**Exercise aim:** Search the records for "crate". Report every line where it occurs.

-- Opening Marker --

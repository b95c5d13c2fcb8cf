//! Base trait for intents.

/// Marker trait for intent objects.
///
/// Intents represent:
/// - User actions (key presses, confirmations)
/// - System events (ticks, resizes)
///
/// Intents are processed by reducers to produce new states.
pub trait Intent: Send + 'static {}
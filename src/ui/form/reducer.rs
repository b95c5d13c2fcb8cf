use crate::mvi::Reducer;
use crate::ui::form::intent::FormIntent;
use crate::ui::form::state::{FormField, FormFields, FormState};

pub struct FormReducer;

impl Reducer for FormReducer {
    type State = FormState;
    type Intent = FormIntent;

    fn reduce(state: Self::State, intent: Self::Intent) -> Self::State {
        match intent {
            FormIntent::OpenAdd => FormState::Adding {
                fields: FormFields::new("", "1"),
            },
            FormIntent::OpenEdit { id, name, quantity } => FormState::Editing {
                id,
                fields: FormFields::new(name, quantity.to_string()),
            },
            FormIntent::Close => FormState::Hidden,
            FormIntent::Input(ch) => map_fields(state, |fields| match fields.focused {
                FormField::Name if !ch.is_control() => fields.name.push(ch),
                FormField::Quantity if ch.is_ascii_digit() => fields.quantity.push(ch),
                _ => {}
            }),
            FormIntent::Backspace => map_fields(state, |fields| {
                match fields.focused {
                    FormField::Name => fields.name.pop(),
                    FormField::Quantity => fields.quantity.pop(),
                };
            }),
            FormIntent::NextField => map_fields(state, |fields| {
                fields.focused = fields.focused.next();
            }),
        }
    }
}

fn map_fields(state: FormState, f: impl FnOnce(&mut FormFields)) -> FormState {
    match state {
        FormState::Hidden => FormState::Hidden,
        FormState::Adding { mut fields } => {
            f(&mut fields);
            FormState::Adding { fields }
        }
        FormState::Editing { id, mut fields } => {
            f(&mut fields);
            FormState::Editing { id, fields }
        }
    }
}
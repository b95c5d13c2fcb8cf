pub mod config;
pub mod list;
pub mod logging;
pub mod mvi;
pub mod ui;
//! Shopping list domain: items, the list reducer and the store that owns it.

mod error;
mod intent;
mod item;
mod quantity;
mod reducer;
mod state;
mod store;

pub use error::ListError;
pub use intent::ListIntent;
pub use item::{Item, ItemId, ItemMode};
pub use quantity::{parse_quantity, parse_quantity_or_default, DEFAULT_QUANTITY};
pub use reducer::ListReducer;
pub use state::ShoppingListState;
pub use store::{ListSnapshot, ShoppingListStore};
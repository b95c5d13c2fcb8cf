pub mod app;
pub mod events;
pub mod footer;
pub mod form;
pub mod header;
pub mod input;
pub mod layout;
pub mod render;
pub mod runtime;
pub mod terminal_guard;
pub mod theme;

pub use runtime::run;
use crate::list::ItemId;
use crate::mvi::Intent;

#[derive(Debug, Clone)]
pub enum FormIntent {
    /// Show the add dialog with empty name and a quantity of 1.
    OpenAdd,
    /// Start an inline edit prefilled from the item. Replaces any open form.
    OpenEdit {
        id: ItemId,
        name: String,
        quantity: u32,
    },
    /// Typed character for the focused field. Quantity accepts digits only.
    Input(char),
    Backspace,
    NextField,
    Close,
}

impl Intent for FormIntent {}
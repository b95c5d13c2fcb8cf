use thiserror::Error;

/// Errors surfaced by list operations.
///
/// Only `add_item` under the `reject` policy produces these; every other
/// failure is absorbed as a no-op.
#[derive(Debug, Clone, PartialEq, Eq, Error)]
pub enum ListError {
    #[error("Quantity '{text}' is not a whole number")]
    InvalidQuantity { text: String },

    #[error("Quantity must be at least 1")]
    ZeroQuantity,
}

-- Closing Marker --

**Task result:**
use crate::mvi::Reducer;
use crate::ui::form::intent::FormIntent;
use crate::ui::form::state::{FormField, FormFields, FormState};
use crate::list::ItemId;
use crate::mvi::Intent;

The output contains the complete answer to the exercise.